The Undeniable Performance Gap
For some organisations, cost will trump performance in decision-making. However, the performance advantage of flash over disk can also translate directly into cost benefits in several key ways.
- Eliminating Stranded Capacity: Because disk performance is low, organisations often end up with stranded capacity. While a spinning drive may hold 20 TB, if the system’s performance maxes out at 16 TB of usable data, they are not deriving an effective cost-per-bit. Flash does not have this issue, as performance stays predictable even as usage increases.
- Improved Resiliency: Any storage environment needs a redundancy strategy to ensure data is not at risk. With flash devices, faster rebuild times mean fewer bits need to be dedicated to resiliency, which equates to better cost efficiency.
- Faster Recovery: For backup and recovery following a ransomware incident, the disk can take an extremely long amount of time to restore data. With flash-based systems, faster restore performance means getting your business back online sooner.

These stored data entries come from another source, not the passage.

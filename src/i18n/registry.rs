//! Language registry: Single source of truth for all supported languages.
//!
//! This module provides a centralized registry of all languages the site can
//! display. It uses a singleton pattern with `OnceLock` to ensure thread-safe
//! initialization and access.

use crate::document::TextDirection;
use std::sync::OnceLock;

/// Configuration for a supported language.
///
/// Contains all metadata shown by the language switcher and needed to update
/// document attributes, plus whether the language is the canonical one.
#[derive(Debug, Clone)]
pub struct LanguageConfig {
    /// ISO 639-1 language code (e.g., "en", "hi", "es")
    pub code: &'static str,

    /// English name of the language (e.g., "English", "Hindi", "Spanish")
    pub name: &'static str,

    /// Native name of the language (e.g., "English", "हिन्दी", "Español")
    pub native_name: &'static str,

    /// Flag emoji shown next to the language in the switcher
    pub flag: &'static str,

    /// Writing direction used for the document `dir` attribute
    pub direction: TextDirection,

    /// Whether this is the canonical language (only one should be true).
    /// Its dictionary is the reference for validation, and it is the
    /// default when neither a stored preference nor the locale decides.
    pub is_canonical: bool,
}

/// Global language registry singleton.
///
/// Initialized once on first access and immutable thereafter.
pub struct LanguageRegistry {
    languages: Vec<LanguageConfig>,
}

static REGISTRY: OnceLock<LanguageRegistry> = OnceLock::new();

impl LanguageRegistry {
    /// Get the global language registry instance.
    pub fn get() -> &'static LanguageRegistry {
        REGISTRY.get_or_init(|| LanguageRegistry {
            languages: default_languages(),
        })
    }

    /// Get a language configuration by its code.
    ///
    /// Codes are matched exactly; callers normalize case beforehand.
    pub fn get_by_code(&self, code: &str) -> Option<&LanguageConfig> {
        self.languages.iter().find(|lang| lang.code == code)
    }

    /// Get all languages, in switcher order.
    pub fn list(&self) -> Vec<&LanguageConfig> {
        self.languages.iter().collect()
    }

    /// Get the canonical language configuration.
    ///
    /// # Panics
    /// Panics if no canonical language is found or if multiple canonical
    /// languages are defined (this indicates a configuration error).
    pub fn canonical(&self) -> &LanguageConfig {
        let canonical_langs: Vec<_> = self
            .languages
            .iter()
            .filter(|lang| lang.is_canonical)
            .collect();

        match canonical_langs.len() {
            0 => panic!("No canonical language found in registry"),
            1 => canonical_langs[0],
            _ => panic!("Multiple canonical languages found in registry"),
        }
    }
}

/// The three languages the site ships with. English is canonical.
fn default_languages() -> Vec<LanguageConfig> {
    vec![
        LanguageConfig {
            code: "en",
            name: "English",
            native_name: "English",
            flag: "🇬🇧",
            direction: TextDirection::Ltr,
            is_canonical: true,
        },
        LanguageConfig {
            code: "hi",
            name: "Hindi",
            native_name: "हिन्दी",
            flag: "🇮🇳",
            direction: TextDirection::Ltr,
            is_canonical: false,
        },
        LanguageConfig {
            code: "es",
            name: "Spanish",
            native_name: "Español",
            flag: "🇪🇸",
            direction: TextDirection::Ltr,
            is_canonical: false,
        },
    ]
}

- Greater Reliability: Flash is more reliable than mechanical disk drives. Devices fail less often, leading to fewer replacements, lower costs, less time on maintenance, lower risk, and no skyrocketing maintenance costs in years four, five, and beyond.
The Path to an All-Flash Data Centre
Many organisations are already on the journey to all-flash, having deployed it for performance-sensitive workloads like databases, private clouds, and modern analytics. Those that have deployed modern all-flash platforms are reaping the benefits of performance, server efficiency, simplified operations, and energy efficiency.
Here are some key considerations for organisations planning a migration to an all-flash data centre. A robust strategy should support business goals and include:
- Analysis of business needs and how all-flash will support them.
- A clear view of the total cost of ownership and expected return on investment.
- An understanding of the wider business landscape, including regulations, data protection, and data location.
- Scoping and testing of the solution.
- A plan for data migration, including the end-of-life for existing legacy equipment.
Additionally, the ability to consume all-flash for petabyte-scale unstructured workloads through a subscription model like Storage-as-a-Service (STaaS) allows users to grow as business needs demand. A flexible, cloud-like model should include stringent Service Level Agreements (SLAs). These models bring even more operational efficiency, further widening the gap to legacy platforms. Migrations can be complex, but with the right vendor and partner support, they can be painless. A proof of concept will allow organisations to see the technology in action and validate the benefits.
A Vision Realised
The simple truth is that no one today buys spinning drives because they’re better, but only because they’re cheaper. In almost every way, flash memory is superior to spinning disks, and those advantages are increasing. Flash has become a viable option for everyday workloads, offering enterprises a better way to manage data growth efficiently, reliably, and sustainably.
The economic crossover point for disk and flash is fast approaching. This, combined with the power, space, and cooling savings, higher performance, and better reliability of flash, will soon result in hard drives becoming the less cost-effective option. The dream of an all-flash data centre is now a reality for forward-looking, modern organisations.